Task prompt:
The listing must be reproduced in full, exactly as it stands.

..........

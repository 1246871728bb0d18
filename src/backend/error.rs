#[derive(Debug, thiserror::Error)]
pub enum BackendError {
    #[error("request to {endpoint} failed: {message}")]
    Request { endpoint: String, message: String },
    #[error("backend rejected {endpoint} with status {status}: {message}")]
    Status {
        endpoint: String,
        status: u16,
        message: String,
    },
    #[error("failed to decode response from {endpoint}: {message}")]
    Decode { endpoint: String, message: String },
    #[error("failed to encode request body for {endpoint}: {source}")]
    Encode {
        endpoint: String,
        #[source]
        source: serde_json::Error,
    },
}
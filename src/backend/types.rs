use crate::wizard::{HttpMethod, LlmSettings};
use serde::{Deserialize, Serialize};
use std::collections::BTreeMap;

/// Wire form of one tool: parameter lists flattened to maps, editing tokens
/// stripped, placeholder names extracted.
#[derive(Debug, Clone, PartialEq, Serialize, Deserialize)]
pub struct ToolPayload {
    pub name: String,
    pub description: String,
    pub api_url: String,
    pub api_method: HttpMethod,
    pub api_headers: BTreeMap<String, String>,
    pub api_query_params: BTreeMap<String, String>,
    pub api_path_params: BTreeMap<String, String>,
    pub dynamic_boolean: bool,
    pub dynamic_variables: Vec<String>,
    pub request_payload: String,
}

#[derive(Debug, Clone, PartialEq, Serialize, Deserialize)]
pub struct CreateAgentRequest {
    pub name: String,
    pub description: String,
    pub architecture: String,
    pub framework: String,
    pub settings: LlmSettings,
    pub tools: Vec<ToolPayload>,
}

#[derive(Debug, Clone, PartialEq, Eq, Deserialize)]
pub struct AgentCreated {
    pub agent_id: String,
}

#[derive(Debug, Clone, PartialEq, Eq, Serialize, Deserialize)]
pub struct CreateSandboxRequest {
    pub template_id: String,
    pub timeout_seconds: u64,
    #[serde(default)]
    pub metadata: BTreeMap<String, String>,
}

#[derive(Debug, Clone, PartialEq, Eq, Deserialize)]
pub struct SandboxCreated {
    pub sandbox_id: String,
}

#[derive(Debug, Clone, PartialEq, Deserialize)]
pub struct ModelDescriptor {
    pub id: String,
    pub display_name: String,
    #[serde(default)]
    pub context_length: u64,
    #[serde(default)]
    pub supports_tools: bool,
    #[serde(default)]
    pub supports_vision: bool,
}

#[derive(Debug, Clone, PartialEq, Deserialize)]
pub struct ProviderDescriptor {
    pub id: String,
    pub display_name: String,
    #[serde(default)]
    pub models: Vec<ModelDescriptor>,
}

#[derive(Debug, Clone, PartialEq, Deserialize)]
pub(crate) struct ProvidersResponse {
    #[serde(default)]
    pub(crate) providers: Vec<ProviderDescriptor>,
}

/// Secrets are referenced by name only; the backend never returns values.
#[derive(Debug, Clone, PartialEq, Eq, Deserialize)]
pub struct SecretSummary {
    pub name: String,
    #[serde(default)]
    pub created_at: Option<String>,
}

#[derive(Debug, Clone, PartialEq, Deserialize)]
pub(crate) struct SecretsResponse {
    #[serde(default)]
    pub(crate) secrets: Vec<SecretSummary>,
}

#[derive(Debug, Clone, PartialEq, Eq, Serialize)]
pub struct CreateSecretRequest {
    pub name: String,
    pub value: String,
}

..........

Reply to the exercise:
repository 1246871728bb0d18
filename src/backend/error.rs
#[derive(Debug, thiserror::Error)]
pub enum BackendError {
    #[error("request to {endpoint} failed: {message}")]
    Request { endpoint: String, message: String },
    #[error("backend rejected {endpoint} with status {status}: {message}")]
    Status {
        endpoint: String,
        status: u16,
        message: String,
    },
    #[error("failed to decode response from {endpoint}: {message}")]
    Decode { endpoint: String, message: String },
    #[error("failed to encode request body for {endpoint}: {source}")]
    Encode {
        endpoint: String,
        #[source]
        source: serde_json::Error,
    },
}
filename src/backend/types.rs
use crate::wizard::{HttpMethod, LlmSettings};
use serde::{Deserialize, Serialize};
use std::collections::BTreeMap;

/// Wire form of one tool: parameter lists flattened to maps, editing tokens
/// stripped, placeholder names extracted.
#[derive(Debug, Clone, PartialEq, Serialize, Deserialize)]
pub struct ToolPayload {
    pub name: String,
    pub description: String,
    pub api_url: String,
    pub api_method: HttpMethod,
    pub api_headers: BTreeMap<String, String>,
    pub api_query_params: BTreeMap<String, String>,
    pub api_path_params: BTreeMap<String, String>,
    pub dynamic_boolean: bool,
    pub dynamic_variables: Vec<String>,
    pub request_payload: String,
}

#[derive(Debug, Clone, PartialEq, Serialize, Deserialize)]
pub struct CreateAgentRequest {
    pub name: String,
    pub description: String,
    pub architecture: String,
    pub framework: String,
    pub settings: LlmSettings,
    pub tools: Vec<ToolPayload>,
}

#[derive(Debug, Clone, PartialEq, Eq, Deserialize)]
pub struct AgentCreated {
    pub agent_id: String,
}

#[derive(Debug, Clone, PartialEq, Eq, Serialize, Deserialize)]
pub struct CreateSandboxRequest {
    pub template_id: String,
    pub timeout_seconds: u64,
    #[serde(default)]
    pub metadata: BTreeMap<String, String>,
}

#[derive(Debug, Clone, PartialEq, Eq, Deserialize)]
pub struct SandboxCreated {
    pub sandbox_id: String,
}

#[derive(Debug, Clone, PartialEq, Deserialize)]
pub struct ModelDescriptor {
    pub id: String,
    pub display_name: String,
    #[serde(default)]
    pub context_length: u64,
    #[serde(default)]
    pub supports_tools: bool,
    #[serde(default)]
    pub supports_vision: bool,
}

#[derive(Debug, Clone, PartialEq, Deserialize)]
pub struct ProviderDescriptor {
    pub id: String,
    pub display_name: String,
    #[serde(default)]
    pub models: Vec<ModelDescriptor>,
}

#[derive(Debug, Clone, PartialEq, Deserialize)]
pub(crate) struct ProvidersResponse {
    #[serde(default)]
    pub(crate) providers: Vec<ProviderDescriptor>,
}

/// Secrets are referenced by name only; the backend never returns values.
#[derive(Debug, Clone, PartialEq, Eq, Deserialize)]
pub struct SecretSummary {
    pub name: String,
    #[serde(default)]
    pub created_at: Option<String>,
}

#[derive(Debug, Clone, PartialEq, Deserialize)]
pub(crate) struct SecretsResponse {
    #[serde(default)]
    pub(crate) secrets: Vec<SecretSummary>,
}

#[derive(Debug, Clone, PartialEq, Eq, Serialize)]
pub struct CreateSecretRequest {
    pub name: String,
    pub value: String,
}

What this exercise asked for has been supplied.